StatefulSet Guidelines

This document will provide a set of guidelines when considering running a StatefulSet inside of a Kubernetes cluster. To understand what a StatefulSet provides, please refer to the existing Kubernetes StatefulSet documentation

Guidelines for future use

We should evaulate all deployment mechanisms that are provided by third-parties, whether that be a Helm Chart or an operator if possible. The above is usually built by the Maintainers of a project whom have a deep understanding of how the service should operate inside of Kubernetes. If this is not achievable, then we should have thorough runbooks indicating how to handle various failure scenarios that are specific to the service. The readiness-review should document what installation methods that already exist are evaluated, and what those shortcomings are that prevent us from using such.
We should understand the performance requirements of disk IO for a given service. Kubernetes provides us with a mechanism to choose specific Storage Classes with varying degrees of performance. We’ll want to ensure we choose the correct disk type given the requirements of the service and what GCP provides for us. [Storage Classes] allow for volumes to be dynamically expanded in the future. We should aim to enable volume expansion on persistent disks.
We should understand the resource demands of the Pods that provide the service. This will help us determine if we should have a dedicated node pool for the given service, or leverage bin packing with minimal interruption to existing Pods on the same node.
Understanding the redundancy built into the StatefulSet will govern how we manage the service. Having runbooks that describe how to handle various failure scenarios will ensure that we understand what we should expect if we experience various failure scenarios and any remediation that must be accomplished pending the style of failure that we encounter.
We should understand what is expected if we experience any data loss. Dashboards and alerts shall be configured to allow us to understand if we’ve lost data, had some sort of failure, and runbooks should be created such that we know how to handle cases where restoration needs to occur and the risks involved in these scenarios.
We should aim to have data loss scenarios taken into account. Data should either be resistant to some sort of system/zonal failure or we can lose the data without fear of interruption of the service itself.
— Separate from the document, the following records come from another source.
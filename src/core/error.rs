use thiserror::Error;

/// Failures surfaced by the simulation engine.
///
/// Input problems reject the whole request and name the offending field so
/// the transport layer can map them to a 4xx response. Data-dependency
/// failures are fatal at startup. Run-level depletion is an expected outcome
/// and is never reported through this type.
#[derive(Debug, Error)]
pub enum SimError {
    #[error("invalid {field}: {message}")]
    InvalidInput { field: String, message: String },

    #[error("historical return series has {months} usable months; at least 12 required")]
    EmptyHistory { months: usize },

    #[error("failed to read historical data file {path}: {source}")]
    DataFile {
        path: String,
        #[source]
        source: std::io::Error,
    },

    #[error("unknown market regime '{0}' (expected 'bear', 'bull', or 'none')")]
    UnknownRegime(String),

    #[error("historical series contains no {regime} windows to sample")]
    EmptyRegimePool { regime: &'static str },

    #[error("simulation cancelled before any run completed")]
    Cancelled,

    #[error("invariant violated in run {run} at age {age}, account '{account}': {message}")]
    InvariantViolation {
        run: usize,
        age: u32,
        account: String,
        message: String,
    },
}

impl SimError {
    pub fn invalid(field: impl Into<String>, message: impl Into<String>) -> Self {
        Self::InvalidInput {
            field: field.into(),
            message: message.into(),
        }
    }

    /// Field name for input-validation errors, if any.
    pub fn field(&self) -> Option<&str> {
        match self {
            Self::InvalidInput { field, .. } => Some(field),
            _ => None,
        }
    }
}
mod brackets;
mod engine;
mod error;
mod history;
mod rmd;
mod tax;
mod types;
mod withdrawal;

pub use brackets::TaxTables;
pub use engine::{CancelToken, debug_trace, simulate, simulate_cancellable};
pub use error::SimError;
pub use history::HistoricalReturns;
pub use rmd::{RMD_START_AGE, required_distribution, uniform_lifetime_divisor};
pub use tax::{federal_ltcg_tax, federal_ordinary_tax, ss_taxable_fraction, state_tax};
pub use types::{
    Account, AccountPoint, AccountYearRecord, AnnualDetail, AssetClass, Band, BandReturns,
    DEFAULT_PARALLEL_THRESHOLD, Expense, ExpenseDetail, ExpenseYearRecord, FilingStatus,
    IncomeDetail, IncomeKind, IncomeSource, IncomeYearRecord, MarketRegime, Plan, PortfolioPoint,
    ReturnDetail, RunConfig, SimulationResult, StateTax, TaxTreatment, YearRecord,
};
pub use withdrawal::{AccountState, WithdrawalBucket, WithdrawalOutcome, withdraw_for_need};
use std::path::PathBuf;
use std::sync::Arc;

use clap::{Parser, Subcommand};
use tracing_subscriber::EnvFilter;

use nestegg::api::ApiState;
use nestegg::core::{DEFAULT_PARALLEL_THRESHOLD, HistoricalReturns};

#[derive(Parser)]
#[command(name = "nestegg", about = "Monte Carlo retirement-planning engine")]
struct Cli {
    #[command(subcommand)]
    command: Command,
}

#[derive(Subcommand)]
enum Command {
    /// Start the HTTP API.
    Serve {
        #[arg(long, default_value_t = 8080)]
        port: u16,
        /// Override the embedded historical monthly return series.
        #[arg(long)]
        data_file: Option<PathBuf>,
        /// Batches at or above this run count fan out over the rayon pool;
        /// smaller ones run sequentially.
        #[arg(long, default_value_t = DEFAULT_PARALLEL_THRESHOLD)]
        parallel_threshold: usize,
    },
}

#[tokio::main]
async fn main() {
    tracing_subscriber::fmt()
        .with_env_filter(EnvFilter::try_from_default_env().unwrap_or_else(|_| EnvFilter::new("info")))
        .init();

    let cli = Cli::parse();
    match cli.command {
        Command::Serve {
            port,
            data_file,
            parallel_threshold,
        } => {
            let history = match &data_file {
                Some(path) => HistoricalReturns::from_path(path),
                None => HistoricalReturns::from_embedded(),
            };
            let history = match history {
                Ok(history) => {
                    tracing::info!(
                        months = history.months(),
                        skipped_rows = history.skipped_rows(),
                        bear_windows = history.bear_window_count(),
                        bull_windows = history.bull_window_count(),
                        "historical return series loaded"
                    );
                    Arc::new(history)
                }
                Err(e) => {
                    tracing::error!(error = %e, "refusing to serve without historical data");
                    std::process::exit(1);
                }
            };

            let state = ApiState::new(history, parallel_threshold);
            if let Err(e) = nestegg::api::run_http_server(port, state).await {
                eprintln!("Server error: {e}");
                std::process::exit(1);
            }
        }
    }
}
In the former case, we’ll want to ensure we fully understand how the service behaves and have runbooks that lead us down a path to successful recovery of the data.
Maintenance tasks associated with Persistent Volumes shall be fully understood. Runbooks associated with the data and or volumes necessary for appropriate management of the service shall be created.
A readiness-review is always required to help tease out any use case and more thoroughly discuss the above guidelines.

Current Usage

StatefulSets currently include the following workloads:

Purpose of Stored Data

Prometheus - Metrics which are scraped and held locally for short term access prior to being stored into a Bucket for long term storage
Redis - Depends on the instance but this is data written to disk to reduce sync times between instances in the case of Pod failure
Thanos Store - Metrics that are processed between Prometheus and long term storage in a Bucket
Vault - Stores the actual encrypted vault data, multiple Pods provide data redundancy
fluentd-archiver - Leveraged for storing buffered data

Of the above, all data is either okay to have been removed, or redundancy is in place well enough where if a single Pod where to be lost, the service will continue to operate well. Along side this, all of these systems are either managed by an Operator to ensure the Pods are online enough, or there is a secondary means of ensuring services remain available while part of the deployment may not be healthy.

Considerations

Ensure that if data is lost, it can easily be recovered. In the above example services, if a persistent volume is lost, the data can be replicated by asking the service itself to perform this function in the fashion it is already designed to do. In some cases the data may be temporary, or is a cache, thus we may see some slowness, but the data can be rebuilt without any administrator action.
Validate that modifications to configurations can be performed in a safe manner. Services not managed by an Operator may lack some controls for validating safe configurations protecting us from the quirks of running StatefulSets. Example; We’ve had some problems during our initial implementation of Redis where we were unable to rollback changes made to a deployment because the StatefulSet was in a bad state. Manual interaction was the only course of action of remediation. We should attempt to avoid this or understand this as much as possible such that we have appropriate CI notifications or alerts and runbooks in place to fix incident inducing situations.
Consider the tooling that is built on top of existing services. Accessing services through a VM will vary significantly when inside of Kubernetes. Ensure these considerations are taken into place and that the tooling works for either infrastructure (example during a migration).
Consider the resource usage of the Pods themselves. We should consider the benchmarking the service to a reasonable extent to validate that we do not suffer potential performance issues when running inside of a Kubernetes architecture. Consider any custom tooling, network latency, disk IO performance bottlenecks introduced by running the service inside of Kubernetes vs. on an VM directly. If running in Kubernetes is deemed okay, consider making use of Quality of Service guarantees.

Disclaimer

StatefulSets while no longer considered young in the Kubernetes community manages instances of a service significantly differently that normal configuration tooling currently does today. Updates must be thought about in a very cautious manner and closely monitored to ensure the intended configuration is indeed in place. The majority of nodes that manage GitLab.com data are normally pretty hefty instances. The sheer size of an instance may not entirely make sense as the trade-off’s of running an instance with the necessary tooling replicated inside of Kubernetes is not worth it from a long term value perspective at this moment in time. The sheer amount of data being managed may take advantage of special features available to an Operating System that may not be widely available to Kubernetes. Think, kernel level tuning or special systectl’s that tune the Operating System for specific efficiencies that may not yet be exposed to Kubernetes clusters. And lastly, we started on Virtual Machines. We’ve built special tooling for these fleets and a large knowledge base assuming we will continue to leverage on host capabilities. Moving this to Kubernetes will certainly involve a lot of work and planning to carry over any special knowledge, tooling, and new learnings on a differing Infrastructure.